Home > Mancanegara

Warga Palestina yang Mengungsi Ubah Kuburan Jadi Hunian

Genosida Gaza memasuki hari ke-720: puluhan tewas semalam dalam pembantaian baru Israel.
Warga Gaza mengubah pemakaman menjadi hunian. 
Warga Gaza mengubah pemakaman menjadi hunian.

REPUBLIKA NETWORK, SEKITARKALTIM – Meskipun ada gencatan senjata di Gaza, bencana kemanusiaan semakin parah. Tanpa tempat berlindung yang aman dan tanah untuk kembali, banyak keluarga pengungsi mendirikan tenda dalam kuburan.

Sebab itulah satu-satunya ruang kosong yang tersedia. Di Gaza, menurut laporan Days of Palestine, tempat seluruh lingkungan telah menjadi puing-puing.

Puluhan ribu warga Palestina yang mengungsi kini mencari perlindungan di satu-satunya ruang terbuka yang tersisa, kuburan. Di seluruh kota Khan Younis di selatan, keluarga-keluarga mendirikan tenda di antara batu nisan, mengubah pemakaman menjadi kamp darurat.

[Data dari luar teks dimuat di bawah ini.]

//! TOML-based configuration for the server binary.
//!
//! Every field has a default, so the server runs without any config file at
//! all. Example:
//!
//! ```toml
//! port = 5555
//! step_delay_ms = 100
//! log_level = "info"
//! ```

use std::path::{Path, PathBuf};
use std::time::Duration;

use serde::{Deserialize, Serialize};
use thiserror::Error;

/// Error type for configuration file operations.
#[derive(Debug, Error)]
pub enum ConfigError {
    /// A file system I/O error occurred.
    #[error("I/O error accessing config at {path}: {source}")]
    Io {
        path: PathBuf,
        #[source]
        source: std::io::Error,
    },

    /// The TOML content could not be parsed.
    #[error("failed to parse config TOML: {0}")]
    Parse(#[from] toml::de::Error),
}

/// Server configuration stored on disk.
#[derive(Debug, Clone, Serialize, Deserialize, PartialEq, Eq)]
pub struct ServerConfig {
    /// TCP port the listener binds to.
    #[serde(default = "default_port")]
    pub port: u16,
    /// Pause between walk steps in milliseconds. Paces the STATE stream.
    #[serde(default = "default_step_delay_ms")]
    pub step_delay_ms: u64,
    /// `tracing` log level: `"error"`, `"warn"`, `"info"`, `"debug"`, `"trace"`.
    #[serde(default = "default_log_level")]
    pub log_level: String,
}

fn default_port() -> u16 {
    5555
}
fn default_step_delay_ms() -> u64 {
    100
}
fn default_log_level() -> String {
    "info".to_string()
}

impl Default for ServerConfig {
    fn default() -> Self {
        Self {
            port: default_port(),
            step_delay_ms: default_step_delay_ms(),
            log_level: default_log_level(),
        }
    }
}

impl ServerConfig {
    /// Loads the config from `path`, returning `ServerConfig::default()` if
    /// the file does not exist.
    ///
    /// # Errors
    ///
    /// Returns [`ConfigError::Io`] for file-system errors other than "not
    /// found", and [`ConfigError::Parse`] if the TOML is malformed.
    pub fn load(path: &Path) -> Result<Self, ConfigError> {
        match std::fs::read_to_string(path) {
            Ok(content) => {
                let cfg: ServerConfig = toml::from_str(&content)?;
                Ok(cfg)
            }
            Err(e) if e.kind() == std::io::ErrorKind::NotFound => Ok(ServerConfig::default()),
            Err(e) => Err(ConfigError::Io {
                path: path.to_path_buf(),
                source: e,
            }),
        }
    }

    /// The per-step pacing delay as a [`Duration`].
    pub fn step_delay(&self) -> Duration {
        Duration::from_millis(self.step_delay_ms)
    }
}

// ── Tests ─────────────────────────────────────────────────────────────────────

Tempat peristirahatan terakhir yang dulunya suci bagi orang mati kini telah menjadi tempat berlindung bagi mereka yang masih hidup. Bukan karena pilihan, melainkan karena keputusasaan belaka.

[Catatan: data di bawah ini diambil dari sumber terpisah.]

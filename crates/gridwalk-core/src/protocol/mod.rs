//! Protocol module containing message types, the binary codec, and the
//! async framing helpers.

pub mod codec;
pub mod messages;
pub mod wire;

pub use codec::{decode_header, decode_message, encode_message, FrameHeader, ProtocolError};
pub use messages::*;
pub use wire::{recv_message, send_message, WireError};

"Kuburan ini memang bukan untuk orang hidup," kata seorang warga yang mengungsi. "Tapi sekarang, inilah satu-satunya tempat kami bisa bertahan hidup."

Keluarga-keluarga tinggal di antara nisan-nisan, tidur di atas tanah dan lempengan beton. Tidak ada air, tidak ada listrik, dan tidak ada privasi, yang ada hanyalah perjuangan untuk bertahan.

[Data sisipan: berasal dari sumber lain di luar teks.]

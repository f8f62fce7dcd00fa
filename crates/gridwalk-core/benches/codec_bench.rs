//! Criterion benchmarks for the gridwalk binary codec.
//!
//! Measures encoding and decoding latency for all message types. STATE is the
//! hot path: one frame per walk step.
//!
//! Run with:
//! ```bash
//! cargo bench --package gridwalk-core --bench codec_bench
//! ```

use criterion::{black_box, criterion_group, criterion_main, BenchmarkId, Criterion};
use gridwalk_core::domain::params::SimulationParameters;
use gridwalk_core::protocol::codec::{decode_message, encode_message};
use gridwalk_core::protocol::messages::{StateUpdate, WalkMessage};

// ── Message fixtures ──────────────────────────────────────────────────────────

fn make_hello() -> WalkMessage {
    WalkMessage::Hello("benchmark-client".to_string())
}

fn make_start() -> WalkMessage {
    WalkMessage::Start(SimulationParameters {
        width: 10,
        height: 10,
        k_max: 200,
        reps: 5,
        seed: 42,
        p_up: 25,
        p_down: 25,
        p_left: 25,
        p_right: 25,
    })
}

fn make_state() -> WalkMessage {
    WalkMessage::State(StateUpdate {
        x: 4,
        y: 9,
        step: 137,
        rep: 3,
        reps_total: 5,
    })
}

fn fixtures() -> Vec<(&'static str, WalkMessage)> {
    vec![
        ("Hello", make_hello()),
        ("HelloAck", WalkMessage::HelloAck),
        ("Start", make_start()),
        ("State", make_state()),
        ("Done", WalkMessage::Done),
        ("Quit", WalkMessage::Quit),
    ]
}

// ── Benchmark groups ──────────────────────────────────────────────────────────

/// Benchmarks `encode_message` for every message type.
fn bench_encode(c: &mut Criterion) {
    let mut group = c.benchmark_group("encode_message");
    for (name, msg) in fixtures() {
        group.bench_with_input(BenchmarkId::new("msg", name), &msg, |b, msg| {
            b.iter(|| encode_message(black_box(msg)))
        });
    }
    group.finish();
}

/// Benchmarks `decode_message` for every message type from pre-encoded bytes.
fn bench_decode(c: &mut Criterion) {
    let mut group = c.benchmark_group("decode_message");
    for (name, msg) in fixtures() {
        let bytes = encode_message(&msg);
        group.bench_with_input(BenchmarkId::new("msg", name), &bytes, |b, bytes| {
            b.iter(|| decode_message(black_box(bytes)).expect("decode must succeed"))
        });
    }
    group.finish();
}

/// Benchmarks a full encode+decode round-trip for STATE, the per-step frame.
fn bench_roundtrip_hot_path(c: &mut Criterion) {
    let mut group = c.benchmark_group("encode_decode_roundtrip");

    let state_msg = make_state();
    group.bench_function("State", |b| {
        b.iter(|| {
            let bytes = encode_message(black_box(&state_msg));
            decode_message(black_box(&bytes)).unwrap()
        })
    });

    group.finish();
}

criterion_group!(benches, bench_encode, bench_decode, bench_roundtrip_hot_path);
criterion_main!(benches);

Para orang tua menggambarkan pengalaman itu sebagai keruntuhan psikologis yang perlahan.

Trauma perang, kata mereka, diperparah rasa sakit menyaksikan anak-anak mereka tumbuh besar dikelilingi kematian. "Bagi para orang tua, beban emosionalnya sangat berat," kata seorang ayah dua belas anak yang mengungsi dari utara.

"Kami harus membesarkan anak-anak kami di antara batu nisan. Sungguh tak tertahankan."

Perempuan lain menggambarkan ironi pahit dari realitas baru mereka.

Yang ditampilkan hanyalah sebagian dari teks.